§ EXERCISE PROMPT:
Scan the records and identify every line in which the string "been" occurs, then return those lines.

§ Saved data entries:
┌──

//! Processor module for the ingest pipeline.
//!
//! Fingerprints and validates documents.

mod fingerprint;
pub mod rules;
mod validator;

use std::sync::Arc;
use tracing::error;

pub use fingerprint::Fingerprinter;
pub use rules::{ModelCheckRule, ModelClassifier};
pub use validator::{Rule, RuleVerdict, Validator, ValidatorConfig, DEFAULT_MAX_PAYLOAD_BYTES};

use crate::errors::PipelineError;
use ingest_shared::{Fingerprint, RawDocument, Reason, ValidationOutcome};

/// Processor that derives identities and validates documents.
///
/// Both steps are pure; the processor holds no mutable state and is shared
/// by all workers.
#[derive(Clone)]
pub struct DocumentProcessor {
    fingerprinter: Fingerprinter,
    validator: Arc<Validator>,
}

impl DocumentProcessor {
    /// Create a processor with the standard rule chain.
    pub fn new(config: &ValidatorConfig) -> Self {
        Self::with_validator(Validator::standard(config))
    }

    /// Create a processor with a custom rule chain.
    pub fn with_validator(validator: Validator) -> Self {
        Self {
            fingerprinter: Fingerprinter::new(),
            validator: Arc::new(validator),
        }
    }

    pub fn fingerprint(&self, document: &RawDocument) -> Result<Fingerprint, PipelineError> {
        self.fingerprinter.fingerprint(document)
    }

    /// Run the validator on the blocking pool.
    ///
    /// Rules may block (model calls wait up to their timeout), so they never
    /// run on a runtime worker thread. A panicking rule quarantines the
    /// document rather than losing it.
    pub async fn validate(&self, document: Arc<RawDocument>) -> ValidationOutcome {
        let validator = self.validator.clone();
        let document_id = document.document_id;

        match tokio::task::spawn_blocking(move || validator.validate(&document)).await {
            Ok(outcome) => outcome,
            Err(e) => {
                error!(document_id = %document_id, error = %e, "Validator task failed");
                ValidationOutcome::Quarantined(Reason::new("validator_error", e.to_string()))
            }
        }
    }
}

impl Default for DocumentProcessor {
    fn default() -> Self {
        Self::new(&ValidatorConfig::default())
    }
}
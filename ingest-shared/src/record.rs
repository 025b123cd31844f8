//! Per-document state tracked by the pipeline.
//!
//! An `IngestionRecord` is created when a worker dequeues a document and is
//! dropped once it reaches a terminal state and has been reported. Transitions
//! follow a fixed state machine; anything else is refused.

use chrono::{DateTime, Utc};
use serde::{Deserialize, Serialize};
use std::fmt;
use std::sync::Arc;
use thiserror::Error;

use crate::document::RawDocument;
use crate::fingerprint::Fingerprint;
use crate::outcome::{Reason, SinkResult, ValidationOutcome};

/// Lifecycle state of an ingestion record.
#[derive(Debug, Clone, Copy, PartialEq, Eq, Hash, Serialize, Deserialize)]
pub enum RecordState {
    Received,
    Fingerprinted,
    DedupChecked,
    Validated,
    RetryPending,
    Committed,
    Quarantined,
    Rejected,
    Failed,
}

impl RecordState {
    /// Terminal states end the record's lifecycle.
    pub fn is_terminal(self) -> bool {
        matches!(
            self,
            Self::Committed | Self::Quarantined | Self::Rejected | Self::Failed
        )
    }

    /// Whether the state machine allows moving from `self` to `next`.
    ///
    /// Any non-terminal state may fail (hard stop). Rejection is reachable
    /// before validation for malformed and duplicate documents.
    pub fn can_transition_to(self, next: RecordState) -> bool {
        use RecordState::*;

        if self.is_terminal() {
            return false;
        }
        if next == Failed {
            return true;
        }

        matches!(
            (self, next),
            (Received, Fingerprinted)
                | (Received, Rejected)
                | (Fingerprinted, DedupChecked)
                | (Fingerprinted, Rejected)
                | (DedupChecked, Validated)
                | (Validated, Committed)
                | (Validated, Quarantined)
                | (Validated, Rejected)
                | (Validated, RetryPending)
                | (RetryPending, RetryPending)
                | (RetryPending, Committed)
        )
    }

    pub fn as_str(self) -> &'static str {
        match self {
            Self::Received => "received",
            Self::Fingerprinted => "fingerprinted",
            Self::DedupChecked => "dedup_checked",
            Self::Validated => "validated",
            Self::RetryPending => "retry_pending",
            Self::Committed => "committed",
            Self::Quarantined => "quarantined",
            Self::Rejected => "rejected",
            Self::Failed => "failed",
        }
    }
}

impl fmt::Display for RecordState {
    fn fmt(&self, f: &mut fmt::Formatter<'_>) -> fmt::Result {
        f.write_str(self.as_str())
    }
}

/// A transition the state machine does not allow.
#[derive(Debug, Clone, Copy, PartialEq, Eq, Error)]
#[error("invalid record transition {from} -> {to}")]
pub struct InvalidTransition {
    pub from: RecordState,
    pub to: RecordState,
}

/// The unit tracked through the pipeline.
#[derive(Debug, Clone)]
pub struct IngestionRecord {
    document: Arc<RawDocument>,
    state: RecordState,
    fingerprint: Option<Fingerprint>,
    validation: Option<ValidationOutcome>,
    sink_result: Option<SinkResult>,
    reason: Option<Reason>,
    attempts: u32,
    received_at: DateTime<Utc>,
}

impl IngestionRecord {
    /// Start tracking a freshly dequeued document.
    pub fn received(document: Arc<RawDocument>) -> Self {
        Self {
            document,
            state: RecordState::Received,
            fingerprint: None,
            validation: None,
            sink_result: None,
            reason: None,
            attempts: 0,
            received_at: Utc::now(),
        }
    }

    pub fn document(&self) -> &Arc<RawDocument> {
        &self.document
    }

    pub fn state(&self) -> RecordState {
        self.state
    }

    pub fn fingerprint(&self) -> Option<&Fingerprint> {
        self.fingerprint.as_ref()
    }

    pub fn validation(&self) -> Option<&ValidationOutcome> {
        self.validation.as_ref()
    }

    pub fn sink_result(&self) -> Option<&SinkResult> {
        self.sink_result.as_ref()
    }

    /// Reason for the terminal outcome, when it is not a commit.
    pub fn reason(&self) -> Option<&Reason> {
        self.reason.as_ref()
    }

    /// Number of sink commit attempts made so far.
    pub fn attempts(&self) -> u32 {
        self.attempts
    }

    pub fn received_at(&self) -> DateTime<Utc> {
        self.received_at
    }

    fn transition(&mut self, next: RecordState) -> Result<(), InvalidTransition> {
        if !self.state.can_transition_to(next) {
            return Err(InvalidTransition {
                from: self.state,
                to: next,
            });
        }
        self.state = next;
        Ok(())
    }

    /// Attach the fingerprint.
    pub fn fingerprinted(&mut self, fingerprint: Fingerprint) -> Result<(), InvalidTransition> {
        self.transition(RecordState::Fingerprinted)?;
        self.fingerprint = Some(fingerprint);
        Ok(())
    }

    /// The fingerprint has been reserved in the dedup store.
    pub fn dedup_checked(&mut self) -> Result<(), InvalidTransition> {
        self.transition(RecordState::DedupChecked)
    }

    /// Attach the validation outcome. Rejected and quarantined outcomes are
    /// settled by `reject` / `quarantine` afterwards.
    pub fn validated(&mut self, outcome: ValidationOutcome) -> Result<(), InvalidTransition> {
        self.transition(RecordState::Validated)?;
        self.validation = Some(outcome);
        Ok(())
    }

    /// Record one failed, retryable commit attempt.
    pub fn retry_pending(&mut self, reason: Reason) -> Result<(), InvalidTransition> {
        self.transition(RecordState::RetryPending)?;
        self.attempts += 1;
        self.reason = Some(reason);
        Ok(())
    }

    pub fn committed(&mut self, commit_id: impl Into<String>) -> Result<(), InvalidTransition> {
        self.transition(RecordState::Committed)?;
        self.attempts += 1;
        self.reason = None;
        self.sink_result = Some(SinkResult::Committed {
            commit_id: commit_id.into(),
        });
        Ok(())
    }

    pub fn quarantined(&mut self, reason: Reason) -> Result<(), InvalidTransition> {
        self.transition(RecordState::Quarantined)?;
        self.reason = Some(reason);
        Ok(())
    }

    pub fn rejected(&mut self, reason: Reason) -> Result<(), InvalidTransition> {
        self.transition(RecordState::Rejected)?;
        self.reason = Some(reason);
        Ok(())
    }

    /// Terminal failure. `attempted` counts a final commit attempt that did
    /// not go through `retry_pending`.
    pub fn failed(
        &mut self,
        reason: Reason,
        retryable: bool,
        attempted: bool,
    ) -> Result<(), InvalidTransition> {
        self.transition(RecordState::Failed)?;
        if attempted {
            self.attempts += 1;
        }
        self.sink_result = Some(SinkResult::Failed {
            retryable,
            reason: reason.clone(),
        });
        self.reason = Some(reason);
        Ok(())
    }
}
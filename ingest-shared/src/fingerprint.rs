//! Fingerprint type.

use serde::{Deserialize, Serialize};
use std::fmt;

/// Deterministic identity digest of a document, used for deduplication.
///
/// Stored as a lowercase hex string so it can be used directly as a file name
/// or a storage key.
#[derive(Debug, Clone, PartialEq, Eq, Hash, PartialOrd, Ord, Serialize, Deserialize)]
#[serde(transparent)]
pub struct Fingerprint(String);

impl Fingerprint {
    /// Wrap an already computed hex digest.
    pub fn from_hex(hex: impl Into<String>) -> Self {
        Self(hex.into().to_ascii_lowercase())
    }

    /// The digest as a hex string.
    pub fn as_str(&self) -> &str {
        &self.0
    }

    /// First eight characters, for log lines.
    pub fn short(&self) -> &str {
        let end = self.0.len().min(8);
        &self.0[..end]
    }
}

impl fmt::Display for Fingerprint {
    fn fmt(&self, f: &mut fmt::Formatter<'_>) -> fmt::Result {
        f.write_str(&self.0)
    }
}

impl AsRef<str> for Fingerprint {
    fn as_ref(&self) -> &str {
        &self.0
    }
}
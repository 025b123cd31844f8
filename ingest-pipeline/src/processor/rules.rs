//! Standard validation rules.

use std::collections::HashSet;
use std::sync::atomic::{AtomicUsize, Ordering};
use std::sync::{mpsc, Arc};
use std::time::Duration;
use tracing::warn;

use crate::processor::validator::{Rule, RuleVerdict};
use ingest_shared::{RawDocument, Reason};

/// Rejects payloads larger than `max_bytes`.
#[derive(Debug, Clone)]
pub struct PayloadSizeRule {
    max_bytes: usize,
}

impl PayloadSizeRule {
    pub fn new(max_bytes: usize) -> Self {
        Self { max_bytes }
    }
}

impl Rule for PayloadSizeRule {
    fn name(&self) -> &'static str {
        "payload_size"
    }

    fn evaluate(&self, document: &RawDocument) -> RuleVerdict {
        let len = document.payload_len();
        if len > self.max_bytes {
            return RuleVerdict::Fail(Reason::new(
                "size",
                format!("payload is {} bytes, limit is {}", len, self.max_bytes),
            ));
        }
        RuleVerdict::Pass
    }
}

/// Quarantines payloads that are not clean UTF-8 text.
#[derive(Debug, Clone, Copy, Default)]
pub struct EncodingRule;

impl Rule for EncodingRule {
    fn name(&self) -> &'static str {
        "encoding"
    }

    fn evaluate(&self, document: &RawDocument) -> RuleVerdict {
        match std::str::from_utf8(&document.payload) {
            Err(e) => RuleVerdict::Quarantine(Reason::new(
                "encoding",
                format!("invalid UTF-8 at byte {}", e.valid_up_to()),
            )),
            Ok(text) if text.contains('\0') => {
                RuleVerdict::Quarantine(Reason::new("encoding", "payload contains NUL bytes"))
            }
            Ok(_) => RuleVerdict::Pass,
        }
    }
}

/// Rejects documents missing required metadata or payload fields.
///
/// With no configured fields only the origin and a non-empty payload are
/// required. Otherwise the payload must be a JSON object carrying every
/// field with a non-null value.
#[derive(Debug, Clone, Default)]
pub struct RequiredFieldsRule {
    fields: Vec<String>,
}

impl RequiredFieldsRule {
    pub fn new(fields: Vec<String>) -> Self {
        Self { fields }
    }
}

impl Rule for RequiredFieldsRule {
    fn name(&self) -> &'static str {
        "required_fields"
    }

    fn evaluate(&self, document: &RawDocument) -> RuleVerdict {
        if document.origin.trim().is_empty() {
            return RuleVerdict::Fail(Reason::new("missing_fields", "origin is required"));
        }
        if document.payload.is_empty() {
            return RuleVerdict::Fail(Reason::new("missing_fields", "payload is empty"));
        }
        if self.fields.is_empty() {
            return RuleVerdict::Pass;
        }

        let object = match serde_json::from_slice::<serde_json::Value>(&document.payload) {
            Ok(serde_json::Value::Object(object)) => object,
            Ok(_) => {
                return RuleVerdict::Fail(Reason::new(
                    "missing_fields",
                    "payload is not a JSON object",
                ))
            }
            Err(e) => {
                return RuleVerdict::Fail(Reason::new(
                    "missing_fields",
                    format!("payload is not JSON: {}", e),
                ))
            }
        };

        let missing: Vec<&str> = self
            .fields
            .iter()
            .filter(|field| object.get(field.as_str()).map_or(true, |v| v.is_null()))
            .map(String::as_str)
            .collect();

        if missing.is_empty() {
            RuleVerdict::Pass
        } else {
            RuleVerdict::Fail(Reason::new("missing_fields", missing.join(",")))
        }
    }
}

/// Quarantines documents from origins outside the allow-list.
#[derive(Debug, Clone, Default)]
pub struct SourceAllowListRule {
    allowed: HashSet<String>,
}

impl SourceAllowListRule {
    /// An empty set allows every origin.
    pub fn new(allowed: HashSet<String>) -> Self {
        Self { allowed }
    }
}

impl Rule for SourceAllowListRule {
    fn name(&self) -> &'static str {
        "source_allow_list"
    }

    fn evaluate(&self, document: &RawDocument) -> RuleVerdict {
        if self.allowed.is_empty() || self.allowed.contains(&document.origin) {
            RuleVerdict::Pass
        } else {
            RuleVerdict::Quarantine(Reason::new(
                "source",
                format!("origin '{}' is not allow-listed", document.origin),
            ))
        }
    }
}

/// A model-serving call that classifies a document (e.g. a relevance or
/// spam model). Implementations may block.
pub trait ModelClassifier: Send + Sync + 'static {
    fn classify(&self, document: &RawDocument) -> RuleVerdict;
}

/// Default cap on concurrently running classifier threads.
pub const DEFAULT_MAX_MODEL_THREADS: usize = 16;

/// Runs a `ModelClassifier` with a deadline.
///
/// The classifier runs on its own thread; if it has not answered within
/// `timeout` the document is quarantined with `model_timeout` and the late
/// answer is discarded. A timed-out thread keeps running until the
/// classifier returns, so at most `max_threads` classifier threads exist at
/// once. While all of them are busy, documents are quarantined with
/// `model_busy` without calling the classifier.
pub struct ModelCheckRule {
    classifier: Arc<dyn ModelClassifier>,
    timeout: Duration,
    max_threads: usize,
    running: Arc<AtomicUsize>,
}

impl ModelCheckRule {
    pub fn new(classifier: Arc<dyn ModelClassifier>, timeout: Duration) -> Self {
        Self {
            classifier,
            timeout,
            max_threads: DEFAULT_MAX_MODEL_THREADS,
            running: Arc::new(AtomicUsize::new(0)),
        }
    }

    pub fn with_max_threads(mut self, max_threads: usize) -> Self {
        self.max_threads = max_threads.max(1);
        self
    }

    /// Classifier threads currently alive, timed-out ones included.
    pub fn running(&self) -> usize {
        self.running.load(Ordering::SeqCst)
    }

    fn acquire(&self) -> Option<ThreadSlot> {
        self.running
            .fetch_update(Ordering::SeqCst, Ordering::SeqCst, |n| {
                (n < self.max_threads).then_some(n + 1)
            })
            .ok()
            .map(|_| ThreadSlot(self.running.clone()))
    }
}

/// Frees one classifier thread slot when dropped.
struct ThreadSlot(Arc<AtomicUsize>);

impl Drop for ThreadSlot {
    fn drop(&mut self) {
        self.0.fetch_sub(1, Ordering::SeqCst);
    }
}

impl Rule for ModelCheckRule {
    fn name(&self) -> &'static str {
        "model_check"
    }

    fn evaluate(&self, document: &RawDocument) -> RuleVerdict {
        let Some(slot) = self.acquire() else {
            warn!(
                document_id = %document.document_id,
                max_threads = self.max_threads,
                "Model check saturated"
            );
            return RuleVerdict::Quarantine(Reason::new(
                "model_busy",
                format!("{} classifier calls still running", self.max_threads),
            ));
        };

        let (tx, rx) = mpsc::sync_channel(1);
        let classifier = self.classifier.clone();
        let owned = document.clone();

        let spawned = std::thread::Builder::new()
            .name("model-check".to_string())
            .spawn(move || {
                let verdict = classifier.classify(&owned);
                drop(slot);
                let _ = tx.send(verdict);
            });

        if let Err(e) = spawned {
            warn!(error = %e, "Failed to start model check");
            return RuleVerdict::Quarantine(Reason::new("model_error", e.to_string()));
        }

        match rx.recv_timeout(self.timeout) {
            Ok(verdict) => verdict,
            Err(mpsc::RecvTimeoutError::Timeout) => {
                warn!(
                    document_id = %document.document_id,
                    timeout_ms = self.timeout.as_millis() as u64,
                    "Model check timed out"
                );
                RuleVerdict::Quarantine(Reason::new(
                    "model_timeout",
                    format!("no answer within {}ms", self.timeout.as_millis()),
                ))
            }
            Err(mpsc::RecvTimeoutError::Disconnected) => RuleVerdict::Quarantine(Reason::new(
                "model_error",
                "classifier exited without a verdict",
            )),
        }
    }
}

#[cfg(test)]
mod tests {
    use super::*;

    fn doc(origin: &str, payload: &[u8]) -> RawDocument {
        RawDocument::keyed(origin, "http://x/1", "2024-01-01", payload.to_vec())
    }

    fn code(verdict: RuleVerdict) -> Option<String> {
        match verdict {
            RuleVerdict::Pass => None,
            RuleVerdict::Fail(r) | RuleVerdict::Quarantine(r) => Some(r.code),
        }
    }

    #[test]
    fn test_payload_size_bound_is_inclusive() {
        let rule = PayloadSizeRule::new(4);
        assert_eq!(rule.evaluate(&doc("a", b"1234")), RuleVerdict::Pass);
        assert_eq!(code(rule.evaluate(&doc("a", b"12345"))).as_deref(), Some("size"));
    }

    #[test]
    fn test_encoding_rule() {
        let rule = EncodingRule;
        assert_eq!(rule.evaluate(&doc("a", "héllo".as_bytes())), RuleVerdict::Pass);
        assert!(matches!(
            rule.evaluate(&doc("a", &[0x66, 0xff, 0xfe])),
            RuleVerdict::Quarantine(ref r) if r.is("encoding")
        ));
        assert!(matches!(
            rule.evaluate(&doc("a", b"nul\0byte")),
            RuleVerdict::Quarantine(ref r) if r.is("encoding")
        ));
    }

    #[test]
    fn test_required_fields_without_json_fields() {
        let rule = RequiredFieldsRule::default();
        assert_eq!(rule.evaluate(&doc("a", b"plain")), RuleVerdict::Pass);
        assert!(matches!(rule.evaluate(&doc(" ", b"plain")), RuleVerdict::Fail(_)));
        assert!(matches!(rule.evaluate(&doc("a", b"")), RuleVerdict::Fail(_)));
    }

    #[test]
    fn test_required_fields_lists_missing() {
        let rule = RequiredFieldsRule::new(vec!["title".into(), "url".into(), "body".into()]);
        match rule.evaluate(&doc("a", br#"{"title":"t","url":null}"#)) {
            RuleVerdict::Fail(reason) => {
                assert_eq!(reason.code, "missing_fields");
                assert_eq!(reason.detail, "url,body");
            }
            other => panic!("expected failure, got {:?}", other),
        }
        assert!(matches!(rule.evaluate(&doc("a", b"[1,2]")), RuleVerdict::Fail(_)));
    }

    #[test]
    fn test_empty_allow_list_allows_all() {
        let rule = SourceAllowListRule::default();
        assert_eq!(rule.evaluate(&doc("anything", b"x")), RuleVerdict::Pass);
    }

    struct SlowClassifier(Duration);

    impl ModelClassifier for SlowClassifier {
        fn classify(&self, _document: &RawDocument) -> RuleVerdict {
            std::thread::sleep(self.0);
            RuleVerdict::Pass
        }
    }

    struct RejectingClassifier;

    impl ModelClassifier for RejectingClassifier {
        fn classify(&self, _document: &RawDocument) -> RuleVerdict {
            RuleVerdict::Fail(Reason::new("model", "off-topic"))
        }
    }

    #[test]
    fn test_model_check_timeout_quarantines() {
        let rule = ModelCheckRule::new(
            Arc::new(SlowClassifier(Duration::from_millis(500))),
            Duration::from_millis(20),
        );
        assert_eq!(code(rule.evaluate(&doc("a", b"x"))).as_deref(), Some("model_timeout"));
    }

    #[test]
    fn test_model_check_passes_through_verdict() {
        let fast = ModelCheckRule::new(
            Arc::new(SlowClassifier(Duration::from_millis(1))),
            Duration::from_secs(5),
        );
        assert_eq!(fast.evaluate(&doc("a", b"x")), RuleVerdict::Pass);

        let rejecting = ModelCheckRule::new(Arc::new(RejectingClassifier), Duration::from_secs(5));
        assert_eq!(code(rejecting.evaluate(&doc("a", b"x"))).as_deref(), Some("model"));
        assert_eq!(rejecting.running(), 0);
    }

    #[test]
    fn test_model_check_bounds_hung_threads() {
        let rule = ModelCheckRule::new(
            Arc::new(SlowClassifier(Duration::from_millis(300))),
            Duration::from_millis(10),
        )
        .with_max_threads(1);

        assert_eq!(code(rule.evaluate(&doc("a", b"x"))).as_deref(), Some("model_timeout"));
        assert_eq!(rule.running(), 1);
        assert_eq!(code(rule.evaluate(&doc("a", b"y"))).as_deref(), Some("model_busy"));
        assert_eq!(rule.running(), 1);

        // The slot comes back once the hung call returns.
        std::thread::sleep(Duration::from_millis(600));
        assert_eq!(rule.running(), 0);
        assert_eq!(code(rule.evaluate(&doc("a", b"z"))).as_deref(), Some("model_timeout"));
    }
}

└──

§ RESULT OF THE TASK:
//! dropped once it reaches a terminal state and has been reported. Transitions
    /// The fingerprint has been reserved in the dedup store.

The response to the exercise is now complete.